Certains parmi nous ne mettront pas longtemps à identifier ce signe, puisque celui-ci accompagne le système ingénieux de transmission à distance qui prit il y a quelques décennies le nom de bluetoothTM. A-t-on toutefois idée de la marque culturelle et sémiotique que véhicule ce signe, plongeant ces attaches dans le plus lointain des cultures scandinaves !
Nous voici alors entraînés en plein cœur d’un monde d’écritures débarquant dans la bonne ville danoise de Jelling située dans le Jutland. S’y dressent devant nous d’admirables pierres runiques. Entendons qu’elles sont recouvertes de runes, signes pratiqués par les anciens Scandinaves et qui précédèrent l’usage de l’alphabet latin. L’écrivain romain Tacite (v. 55 – v. 120) (cité par J. Février) écrivait au sujet des prêtres : « Leur façon de consulter le sort est simple. Ils coupent les branches d’un arbre portant des fruits et la taillent en bâtonnets, sur lesquels ils font certaines marques distinctives; ils les éparpillent sur une toile blanche complètement au hasard. Puis le prêtre officiel (…) ou le père de famille (…) adresse une prière aux dieux et à trois reprises prélève un bâtonnet en regardant le ciel. Il interprète les bâtonnets qu’il a prélevés selon la marque gravée antérieurement. » Les runes auraient été pratiquées à partir du IIe siècle avant notre ère. Après plus d’un millénaire d’usage, elles seront progressivement bannies avec l’évangélisation des peuples nordiques. Le nom de l’alphabet est variable selon les systèmes. On le nomme souvent futhark (fuþark) par l’association de ses six premières lettres. Les lettres elles-mêmes ont toutes un nom et possédaient une fonction magique particulière. Selon les interprétations, la première lettre, dite Fehu, évoquerait ainsi le « bétail », la « richesse ». La seconde, Uruz, s’attacherait plutôt à l’idée du « buffle », ou de l’aurochs et de sa puissance phénoménale… Le nombre de lettres connut quant à lui d’importantes variations. S’il est généralement fixé à 24, ou plus exactement à trois séries de huit, les variantes anglaise et frisonne (Pays-Bas) en comptaient pour leur part 28 à 33, alors qu’au contraire on n’en utilisait plus que 16 en Scandinavie. Quant au mot « rune », on lui verrait des occurrences dans les langues celtiques et germaniques, évoquant l’idée de « secret ». Ajoutons qu’Odin, dieu suprême, en serait l’inventeur. Et quelle invention ! Le dieu serait resté pendu neuf jours et neuf nuits à l’arbre du monde, le corps transpercé de sa propre lance, afin d’en assimiler toute la signification !

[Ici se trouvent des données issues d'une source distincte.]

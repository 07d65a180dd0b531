//! Border stroking onto an RGBA canvas.
//!
//! Strokes are drawn inside the rectangle: a border of thickness `t` around
//! `rect` paints the outermost `t` pixels of `rect` and nothing outside it.
//! Dash and dot runs restart at the top-left corner of every edge, so the
//! same inputs always produce the same pixels.

use image::{Rgba, RgbaImage};
use log::trace;

use crate::border::{Border, BorderType};
use crate::error::ErrorKind;
use crate::geometry::Rect;

/// Dotted runs: on and off, in multiples of the thickness.
pub const DOT_PATTERN: (u32, u32) = (1, 1);
/// Dashed runs: on and off, in multiples of the thickness.
pub const DASH_PATTERN: (u32, u32) = (4, 2);
/// Corner segment length in multiples of the thickness.
pub const CORNER_LENGTH: u32 = 8;

/// Stroke `border` around `rect`.
///
/// A percent thickness is relative to the shorter side of `rect`. The
/// resolved thickness is at least one pixel and at most half that side.
pub fn stroke(canvas: &mut RgbaImage, rect: Rect, border: &Border, ppi: f64) -> Result<(), ErrorKind> {
    let shorter = rect.width.min(rect.height);
    if shorter == 0 {
        return Ok(());
    }
    let requested = border.thickness.to_pixels(ppi, Some(shorter))?;
    let limit = (shorter / 2).max(1);
    let t = u32::try_from(requested).unwrap_or(0).clamp(1, limit);
    let color = border.color.to_rgba();
    trace!("stroke {} border, {t}px, around {rect:?}", border.kind);

    match border.kind {
        BorderType::Plain => outline(canvas, rect, t, None, color),
        BorderType::Dotted => outline(canvas, rect, t, Some(scale(DOT_PATTERN, t)), color),
        BorderType::Dashed => outline(canvas, rect, t, Some(scale(DASH_PATTERN, t)), color),
        BorderType::Corner => corners(canvas, rect, t, color),
    }
    Ok(())
}

fn scale((on, off): (u32, u32), t: u32) -> (u32, u32) {
    (on * t, off * t)
}

/// `(offset, length)` runs covering `len`, solid when `pattern` is `None`.
fn runs(len: u32, pattern: Option<(u32, u32)>) -> Vec<(u32, u32)> {
    match pattern {
        None => vec![(0, len)],
        Some((on, off)) => {
            let pitch = (on + off).max(1);
            (0..len)
                .step_by(pitch as usize)
                .map(|start| (start, on.min(len - start)))
                .collect()
        }
    }
}

fn outline(canvas: &mut RgbaImage, rect: Rect, t: u32, pattern: Option<(u32, u32)>, color: Rgba<u8>) {
    let Rect {
        x,
        y,
        width: w,
        height: h,
    } = rect;

    for (o, len) in runs(w, pattern) {
        fill_rect(canvas, Rect::new(x + o, y, len, t), color);
        fill_rect(canvas, Rect::new(x + o, y + h - t, len, t), color);
    }
    // Sides skip the rows the top and bottom edges already cover.
    let (lo, hi) = (t, h.saturating_sub(t));
    for (o, len) in runs(h, pattern) {
        let start = o.max(lo);
        let end = (o + len).min(hi);
        if start < end {
            fill_rect(canvas, Rect::new(x, y + start, t, end - start), color);
            fill_rect(canvas, Rect::new(x + w - t, y + start, t, end - start), color);
        }
    }
}

fn corners(canvas: &mut RgbaImage, rect: Rect, t: u32, color: Rgba<u8>) {
    let len = (CORNER_LENGTH * t)
        .min(rect.width / 2)
        .min(rect.height / 2)
        .max(t);
    let (left, top) = (rect.x, rect.y);
    let (right, bottom) = (rect.right(), rect.bottom());
    let arm = len - t;

    // Top-left, top-right, bottom-left, bottom-right: horizontal bar, then
    // the vertical bar below/above it.
    fill_rect(canvas, Rect::new(left, top, len, t), color);
    fill_rect(canvas, Rect::new(left, top + t, t, arm), color);

    fill_rect(canvas, Rect::new(right - len, top, len, t), color);
    fill_rect(canvas, Rect::new(right - t, top + t, t, arm), color);

    fill_rect(canvas, Rect::new(left, bottom - t, len, t), color);
    fill_rect(canvas, Rect::new(left, bottom - len, t, arm), color);

    fill_rect(canvas, Rect::new(right - len, bottom - t, len, t), color);
    fill_rect(canvas, Rect::new(right - t, bottom - len, t, arm), color);
}

/// Composite `color` over every pixel of `rect` that lies on the canvas.
pub(crate) fn fill_rect(canvas: &mut RgbaImage, rect: Rect, color: Rgba<u8>) {
    let x_end = rect.right().min(canvas.width());
    let y_end = rect.bottom().min(canvas.height());
    for py in rect.y..y_end {
        for px in rect.x..x_end {
            source_over(canvas.get_pixel_mut(px, py), color);
        }
    }
}

/// Integer Porter-Duff source-over. An opaque destination stays opaque.
fn source_over(dst: &mut Rgba<u8>, src: Rgba<u8>) {
    let sa = u32::from(src[3]);
    match sa {
        0 => return,
        255 => {
            *dst = src;
            return;
        }
        _ => {}
    }
    let div255 = |v: u32| (v + 127) / 255;
    let dst_weight = div255(u32::from(dst[3]) * (255 - sa));
    let out_a = sa + dst_weight;
    for c in 0..3 {
        let v = u32::from(src[c]) * sa + u32::from(dst[c]) * dst_weight;
        dst[c] = ((v + out_a / 2) / out_a) as u8;
    }
    dst[3] = out_a as u8;
}
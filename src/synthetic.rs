//! Placeholder inputs for trying a layout without real page scans.
//!
//! Every image carries its index as large digits and a marker square in its
//! top-left corner, so both placement and rotation can be checked by eye.

use image::{Rgba, RgbaImage};

use crate::error::ErrorKind;
use crate::geometry::{Rect, Size};
use crate::stroke::fill_rect;
use crate::units::Measurement;

/// Test image size used when none is given.
pub const DEFAULT_TEST_SIZE: Size = Size::new(600, 800);

const BLACK: Rgba<u8> = Rgba([0, 0, 0, 255]);
const WHITE: Rgba<u8> = Rgba([255, 255, 255, 255]);

/// 3×5 bitmap digits, one row per byte, high bit on the left.
const DIGITS: [[u8; 5]; 10] = [
    [0b111, 0b101, 0b101, 0b101, 0b111],
    [0b010, 0b110, 0b010, 0b010, 0b111],
    [0b111, 0b001, 0b111, 0b100, 0b111],
    [0b111, 0b001, 0b111, 0b001, 0b111],
    [0b101, 0b101, 0b111, 0b001, 0b001],
    [0b111, 0b100, 0b111, 0b001, 0b111],
    [0b111, 0b100, 0b111, 0b101, 0b111],
    [0b111, 0b001, 0b010, 0b010, 0b010],
    [0b111, 0b101, 0b111, 0b101, 0b111],
    [0b111, 0b101, 0b111, 0b001, 0b111],
];

/// Generate `count` distinguishable `width`×`height` images.
///
/// Colored images get a per-index background hue; black-and-white images are
/// white with black ink. Output depends only on the arguments.
pub fn generate(count: usize, width: u32, height: u32, black_and_white: bool) -> Vec<RgbaImage> {
    (0..count)
        .map(|index| generate_one(index, width, height, black_and_white))
        .collect()
}

fn generate_one(index: usize, width: u32, height: u32, black_and_white: bool) -> RgbaImage {
    let (background, ink) = if black_and_white {
        (WHITE, BLACK)
    } else {
        let bg = hue_color(index);
        (bg, contrasting(bg))
    };
    let mut img = RgbaImage::from_pixel(width, height, background);
    let shorter = width.min(height);

    // Frame and orientation marker.
    let frame = (shorter / 50).max(1);
    let full = Rect::new(0, 0, width, height);
    fill_rect(&mut img, Rect::new(0, 0, width, frame), ink);
    fill_rect(&mut img, Rect::new(0, height.saturating_sub(frame), width, frame), ink);
    fill_rect(&mut img, Rect::new(0, 0, frame, height), ink);
    fill_rect(&mut img, Rect::new(width.saturating_sub(frame), 0, frame, height), ink);
    let marker = (shorter / 8).max(1);
    fill_rect(&mut img, Rect::new(frame * 2, frame * 2, marker, marker), ink);

    draw_number(&mut img, full, index, ink);
    img
}

fn draw_number(img: &mut RgbaImage, area: Rect, number: usize, ink: Rgba<u8>) {
    let digits: Vec<usize> = number
        .to_string()
        .bytes()
        .map(|b| usize::from(b - b'0'))
        .collect();
    // Glyphs are 3 units wide with 1 unit between them, 5 units tall.
    let cols = 4 * digits.len() as u32 - 1;
    let unit = (area.width * 3 / 5 / cols).min(area.height * 2 / 5 / 5).max(1);
    let origin_x = area.x + area.width.saturating_sub(cols * unit) / 2;
    let origin_y = area.y + area.height.saturating_sub(5 * unit) / 2;

    for (i, &d) in digits.iter().enumerate() {
        let glyph_x = origin_x + i as u32 * 4 * unit;
        for (row, bits) in DIGITS[d].iter().enumerate() {
            for col in 0..3u32 {
                if bits & (0b100 >> col) != 0 {
                    let r = Rect::new(glyph_x + col * unit, origin_y + row as u32 * unit, unit, unit);
                    fill_rect(img, r, ink);
                }
            }
        }
    }
}

/// Evenly spread hues (golden angle), fixed saturation and value.
fn hue_color(index: usize) -> Rgba<u8> {
    let hue = (index as f64 * 137.507_764) % 360.0;
    let (s, v) = (0.45, 0.95);
    let c = v * s;
    let x = c * (1.0 - ((hue / 60.0) % 2.0 - 1.0).abs());
    let m = v - c;
    let (r, g, b) = match (hue / 60.0) as u32 {
        0 => (c, x, 0.0),
        1 => (x, c, 0.0),
        2 => (0.0, c, x),
        3 => (0.0, x, c),
        4 => (x, 0.0, c),
        _ => (c, 0.0, x),
    };
    let channel = |f: f64| ((f + m) * 255.0).round().clamp(0.0, 255.0) as u8;
    Rgba([channel(r), channel(g), channel(b), 255])
}

fn contrasting(bg: Rgba<u8>) -> Rgba<u8> {
    let [r, g, b, _] = bg.0;
    let luma = 299 * u32::from(r) + 587 * u32::from(g) + 114 * u32::from(b);
    if luma > 128_000 { BLACK } else { WHITE }
}

/// Parse `WIDTH,HEIGHT` measurements into pixels at `ppi`.
///
/// Empty text gives [`DEFAULT_TEST_SIZE`].
pub fn parse_test_dimensions(text: &str, ppi: f64) -> Result<Size, ErrorKind> {
    let text = text.trim();
    if text.is_empty() {
        return Ok(DEFAULT_TEST_SIZE);
    }
    let malformed = || ErrorKind::MalformedMeasurement {
        text: text.to_owned(),
    };
    let (w, h) = text.split_once(',').ok_or_else(malformed)?;
    let to_px = |part: &str| -> Result<u32, ErrorKind> {
        let px = Measurement::parse(part)?.to_pixels(ppi, None)?;
        u32::try_from(px).ok().filter(|&v| v > 0).ok_or_else(malformed)
    };
    Ok(Size::new(to_px(w)?, to_px(h)?))
}

#[cfg(test)]
mod tests {
    use super::*;

    #[test]
    fn count_and_size() {
        let imgs = generate(3, 40, 60, false);
        assert_eq!(imgs.len(), 3);
        assert!(imgs.iter().all(|i| i.dimensions() == (40, 60)));
        assert!(generate(0, 10, 10, true).is_empty());
    }

    #[test]
    fn deterministic() {
        assert_eq!(generate(4, 50, 70, false), generate(4, 50, 70, false));
        assert_eq!(generate(4, 50, 70, true), generate(4, 50, 70, true));
    }

    #[test]
    fn every_image_is_distinct() {
        for bw in [false, true] {
            let imgs = generate(12, 64, 80, bw);
            for i in 0..imgs.len() {
                for j in i + 1..imgs.len() {
                    assert_ne!(imgs[i], imgs[j], "{i} == {j} (bw: {bw})");
                }
            }
        }
    }

    #[test]
    fn black_and_white_uses_two_colors() {
        for img in generate(3, 30, 30, true) {
            assert!(img.pixels().all(|p| *p == BLACK || *p == WHITE));
        }
    }

    #[test]
    fn marker_breaks_rotational_symmetry() {
        let img = &generate(1, 80, 80, true)[0];
        let rotated = image::imageops::rotate180(img);
        assert_ne!(img, &rotated);
    }

    #[test]
    fn tiny_images_do_not_panic() {
        let imgs = generate(101, 1, 1, false);
        assert_eq!(imgs.len(), 101);
    }

    #[test]
    fn test_dimensions() {
        assert_eq!(parse_test_dimensions("", 300.0).unwrap(), DEFAULT_TEST_SIZE);
        assert_eq!(
            parse_test_dimensions("600px,800px", 300.0).unwrap(),
            Size::new(600, 800)
        );
        assert_eq!(
            parse_test_dimensions("2in, 50.8mm", 300.0).unwrap(),
            Size::new(600, 600)
        );
        for bad in ["600", "a,b", "0,10", "50%,10"] {
            assert!(parse_test_dimensions(bad, 300.0).is_err(), "{bad:?}");
        }
    }
}
//! Border value type shared by all four border scopes.

use core::fmt;
use core::str::FromStr;

use serde::{Deserialize, Deserializer};

use crate::color::Color;
use crate::error::ErrorKind;
use crate::units::Measurement;

/// Thickness of a border that does not set one.
pub const DEFAULT_THICKNESS: Measurement = Measurement::px(2.0);

/// How a border outline is stroked.
#[derive(Copy, Clone, Debug, Default, PartialEq, Eq, Hash)]
pub enum BorderType {
    /// Solid outline.
    #[default]
    Plain,
    /// Short on/off runs.
    Dotted,
    /// Long on/off runs.
    Dashed,
    /// Only short segments at the four corners.
    Corner,
}

impl BorderType {
    pub fn as_str(self) -> &'static str {
        match self {
            Self::Plain => "plain",
            Self::Dotted => "dotted",
            Self::Dashed => "dashed",
            Self::Corner => "corner",
        }
    }

    pub fn parse(text: &str) -> Result<Self, ErrorKind> {
        match text.trim().to_ascii_lowercase().as_str() {
            "plain" => Ok(Self::Plain),
            "dotted" => Ok(Self::Dotted),
            "dashed" => Ok(Self::Dashed),
            "corner" => Ok(Self::Corner),
            _ => Err(ErrorKind::UnknownBorderType {
                text: text.to_owned(),
            }),
        }
    }
}

impl FromStr for BorderType {
    type Err = ErrorKind;

    fn from_str(s: &str) -> Result<Self, Self::Err> {
        Self::parse(s)
    }
}

impl fmt::Display for BorderType {
    fn fmt(&self, f: &mut fmt::Formatter<'_>) -> fmt::Result {
        f.write_str(self.as_str())
    }
}

impl<'de> Deserialize<'de> for BorderType {
    fn deserialize<D: Deserializer<'de>>(deserializer: D) -> Result<Self, D::Error> {
        let text = String::deserialize(deserializer)?;
        Self::parse(&text).map_err(serde::de::Error::custom)
    }
}

/// A border at one scope. Present-but-disabled draws nothing.
#[derive(Clone, Debug, PartialEq, Deserialize)]
#[serde(default)]
pub struct Border {
    pub enabled: bool,
    pub color: Color,
    #[serde(rename = "type")]
    pub kind: BorderType,
    pub thickness: Measurement,
}

impl Default for Border {
    /// Disabled, black, plain, [`DEFAULT_THICKNESS`].
    fn default() -> Self {
        Self {
            enabled: false,
            color: Color::BLACK,
            kind: BorderType::Plain,
            thickness: DEFAULT_THICKNESS,
        }
    }
}

impl Border {
    /// An enabled plain border of the given color.
    pub fn plain(color: Color) -> Self {
        Self {
            enabled: true,
            color,
            ..Self::default()
        }
    }

    pub fn with_kind(mut self, kind: BorderType) -> Self {
        self.kind = kind;
        self
    }

    pub fn with_thickness(mut self, thickness: Measurement) -> Self {
        self.thickness = thickness;
        self
    }
}

/// The border at `scope` if it exists and is enabled.
pub(crate) fn enabled(scope: &Option<Border>) -> Option<&Border> {
    scope.as_ref().filter(|b| b.enabled)
}
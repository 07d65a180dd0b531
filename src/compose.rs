//! Rendering output pages to RGBA rasters.
//!
//! Paint order within one page:
//!
//! 1. background
//! 2. page border, around the whole page
//! 3. each placement in declaration order: rotated, filled into its cell
//!    and copied over the canvas as-is (alpha included), then the cell's
//!    inner border
//! 4. output-page layout border, around the layout area
//! 5. global border, around the whole page, only when no page border was drawn
//!
//! Rendering holds no state between calls; pages of one document can be
//! rendered independently and in any order.

use std::borrow::Cow;

use image::{RgbaImage, imageops};
use log::debug;

use crate::border;
use crate::color::Color;
use crate::document::{CellPlacement, LayoutDocument, OutputPage};
use crate::error::{Error, ErrorKind};
use crate::fit;
use crate::geometry::{GridGeometry, Size};
use crate::stroke::stroke;

/// Color of page pixels no input or border covers.
pub const BACKGROUND: Color = Color::WHITE;

/// One rendered output page.
#[derive(Clone, Debug, PartialEq)]
pub struct RenderedPage {
    /// The output page id.
    pub id: String,
    pub image: RgbaImage,
}

impl RenderedPage {
    /// `<id>.png`, without doubling an existing `.png` suffix.
    pub fn file_name(&self) -> String {
        if self.id.to_ascii_lowercase().ends_with(".png") {
            self.id.clone()
        } else {
            format!("{}.png", self.id)
        }
    }
}

/// Size shared by every input, or `None` for no inputs.
pub fn check_uniform_inputs(inputs: &[RgbaImage]) -> Result<Option<Size>, Error> {
    let Some(first) = inputs.first() else {
        return Ok(None);
    };
    let expected = Size::new(first.width(), first.height());
    for (index, img) in inputs.iter().enumerate().skip(1) {
        let found = Size::new(img.width(), img.height());
        if found != expected {
            return Err(ErrorKind::InputSizeMismatch {
                index,
                expected,
                found,
            }
            .into());
        }
    }
    Ok(Some(expected))
}

/// Render every output page of `document`, in declaration order.
///
/// Inputs are checked for uniform size before anything is drawn. The first
/// failing page aborts the document.
pub fn render_document(document: &LayoutDocument, inputs: &[RgbaImage]) -> Result<Vec<RenderedPage>, Error> {
    check_uniform_inputs(inputs)?;
    document
        .output_pages
        .iter()
        .map(|page| render_page(document, page, inputs).map(|image| rendered(page, image)))
        .collect()
}

/// [`render_document`] with pages rendered on the rayon thread pool.
#[cfg(feature = "parallel")]
pub fn render_document_par(
    document: &LayoutDocument,
    inputs: &[RgbaImage],
) -> Result<Vec<RenderedPage>, Error> {
    use rayon::prelude::*;

    check_uniform_inputs(inputs)?;
    document
        .output_pages
        .par_iter()
        .map(|page| render_page(document, page, inputs).map(|image| rendered(page, image)))
        .collect()
}

fn rendered(page: &OutputPage, image: RgbaImage) -> RenderedPage {
    RenderedPage {
        id: page.id.clone(),
        image,
    }
}

/// Render one output page.
///
/// `inputs` are assumed to be uniform in size; see [`check_uniform_inputs`].
pub fn render_page(document: &LayoutDocument, page: &OutputPage, inputs: &[RgbaImage]) -> Result<RgbaImage, Error> {
    paint_page(document, page, inputs).map_err(|e| e.in_page(&page.id))
}

fn paint_page(document: &LayoutDocument, page: &OutputPage, inputs: &[RgbaImage]) -> Result<RgbaImage, Error> {
    let ppi = document.ppi()?;
    let setup = &document.page_setup;
    let input_size = inputs.first().map(|img| Size::new(img.width(), img.height()));
    let page_size = document.page_size(input_size)?;
    let geometry = GridGeometry::resolve(page_size, setup.grid_size, &setup.margin, &page.margin, ppi)?;
    page.check_positions(geometry.grid())?;

    debug!(
        "page {:?}: {}x{} px at {ppi} ppi, layout area {:?}, {} cell(s)",
        page.id,
        page_size.width,
        page_size.height,
        geometry.layout_area(),
        page.layout.len()
    );

    let mut canvas = RgbaImage::from_pixel(page_size.width, page_size.height, BACKGROUND.to_rgba());

    let page_border = border::enabled(&setup.page_border);
    if let Some(b) = page_border {
        stroke(&mut canvas, geometry.page(), b, ppi)?;
    }

    for cell in &page.layout {
        paint_cell(&mut canvas, &geometry, cell, inputs, ppi).map_err(|e| Error::from(e).in_cell(cell.position))?;
    }

    if let Some(b) = border::enabled(&page.layout_border) {
        stroke(&mut canvas, geometry.layout_area(), b, ppi)?;
    }

    if page_border.is_none()
        && let Some(b) = border::enabled(&document.global.border)
    {
        stroke(&mut canvas, geometry.page(), b, ppi)?;
    }

    Ok(canvas)
}

fn paint_cell(
    canvas: &mut RgbaImage,
    geometry: &GridGeometry,
    cell: &CellPlacement,
    inputs: &[RgbaImage],
    ppi: f64,
) -> Result<(), ErrorKind> {
    let rect = geometry.cell(cell.position, &cell.margin, ppi)?;
    let source = inputs
        .get(cell.input_index)
        .ok_or(ErrorKind::InputIndexOutOfRange {
            index: cell.input_index,
            count: inputs.len(),
        })?;

    let rotated = if cell.rotation.is_identity() {
        Cow::Borrowed(source)
    } else {
        Cow::Owned(cell.rotation.apply(source))
    };
    let fitted = fit::fill(&rotated, rect.size());
    imageops::replace(canvas, &fitted, i64::from(rect.x), i64::from(rect.y));

    debug!(
        "  input {} -> ({}, {}) rotated {} into {rect:?}",
        cell.input_index,
        cell.position.row,
        cell.position.column,
        cell.rotation.degrees()
    );

    if let Some(b) = border::enabled(&cell.inner_layout_border) {
        stroke(canvas, rect, b, ppi)?;
    }
    Ok(())
}

#[cfg(test)]
mod tests {
    use super::*;
    use crate::document::PageSetup;
    use crate::geometry::GridSize;
    use image::Rgba;

    fn solid(w: u32, h: u32, v: u8) -> RgbaImage {
        RgbaImage::from_pixel(w, h, Rgba([v, v, v, 255]))
    }

    fn single_cell_doc() -> LayoutDocument {
        LayoutDocument {
            page_setup: PageSetup {
                grid_size: GridSize::new(1, 1),
                ..PageSetup::default()
            },
            output_pages: vec![OutputPage::new("only", vec![CellPlacement::new(0, 0, 0)])],
            ..LayoutDocument::default()
        }
    }

    #[test]
    fn uniform_inputs() {
        assert_eq!(check_uniform_inputs(&[]).unwrap(), None);
        assert_eq!(
            check_uniform_inputs(&[solid(3, 2, 0), solid(3, 2, 9)]).unwrap(),
            Some(Size::new(3, 2))
        );
        let err = check_uniform_inputs(&[solid(3, 2, 0), solid(3, 2, 0), solid(2, 3, 0)]).unwrap_err();
        assert!(matches!(
            err.kind(),
            ErrorKind::InputSizeMismatch { index: 2, .. }
        ));
    }

    #[test]
    fn file_name_adds_png_once() {
        let page = |id: &str| RenderedPage {
            id: id.to_owned(),
            image: RgbaImage::new(1, 1),
        };
        assert_eq!(page("front").file_name(), "front.png");
        assert_eq!(page("back.PNG").file_name(), "back.PNG");
    }

    #[test]
    fn errors_carry_page_and_cell() {
        let mut doc = single_cell_doc();
        doc.output_pages[0].layout[0].input_index = 3;
        let err = render_page(&doc, &doc.output_pages[0], &[solid(4, 4, 0)]).unwrap_err();
        assert!(matches!(
            err.kind(),
            ErrorKind::InputIndexOutOfRange { index: 3, count: 1 }
        ));
        assert_eq!(err.context().page.as_deref(), Some("only"));
        assert_eq!(err.context().cell, Some(crate::GridPosition::new(0, 0)));
    }

    #[test]
    fn inferred_size_without_inputs_fails() {
        let doc = single_cell_doc();
        let err = render_document(&doc, &[]).unwrap_err();
        assert!(matches!(err.kind(), ErrorKind::NoInputs));
    }

    #[test]
    fn global_border_is_a_fallback_for_the_page_border() {
        use crate::border::Border;

        let mut doc = single_cell_doc();
        doc.output_pages[0].layout.clear();
        doc.page_setup.page_width = Some(crate::Measurement::px(10.0));
        doc.page_setup.page_height = Some(crate::Measurement::px(10.0));
        doc.global.border = Some(Border::plain(Color::rgb(255, 0, 0)));

        let img = render_page(&doc, &doc.output_pages[0], &[]).unwrap();
        assert_eq!(img.get_pixel(0, 0), &Rgba([255, 0, 0, 255]));

        doc.page_setup.page_border = Some(Border::plain(Color::rgb(0, 0, 255)));
        let img = render_page(&doc, &doc.output_pages[0], &[]).unwrap();
        assert_eq!(img.get_pixel(0, 0), &Rgba([0, 0, 255, 255]));
    }

    #[test]
    fn cells_are_copied_not_blended() {
        let doc = single_cell_doc();
        let mut input = solid(4, 4, 50);
        input.put_pixel(1, 2, Rgba([0, 0, 0, 0]));
        input.put_pixel(3, 0, Rgba([200, 100, 0, 128]));

        let img = render_page(&doc, &doc.output_pages[0], &[input.clone()]).unwrap();
        assert_eq!(img, input);
    }

    #[cfg(feature = "parallel")]
    #[test]
    fn parallel_matches_sequential() {
        let mut doc = single_cell_doc();
        doc.output_pages.push(OutputPage::new(
            "second",
            vec![CellPlacement::new(1, 0, 0).rotated(crate::Rotation::Rotate90)],
        ));
        let inputs = [solid(4, 6, 10), solid(4, 6, 200)];
        assert_eq!(
            render_document_par(&doc, &inputs).unwrap(),
            render_document(&doc, &inputs).unwrap()
        );
    }
}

Mais revenons à nos pierres de Jelling lesquelles retiennent toute notre attention car l’on y apprend avec solennité que « le roi Harald fit faire ces stèles pour Gorm son père et Thyra sa mère ». Or c’est ce même Harald 1er dit « à la dent-bleue » (910 – 986), roi du Danemark et de Norvège, qui a donc donné son nom au système bluetooth (angl. blue : « bleu, e » et tooth : « dent ») ! Quant à deviner l’origine de cette dent bleue, d’aucuns prétendent que loin d’y avoir incrusté un éclat de lapis-lazulis, le cher roi aurait plutôt souffert d’une fort mauvaise carie… à moins qu’il ne raffolât de myrtilles au pouvoir colorant ! En tout cas c’est lui qui unifia le Danemark, et ces pierres en sont souvent considérées comme l’acte de fondation.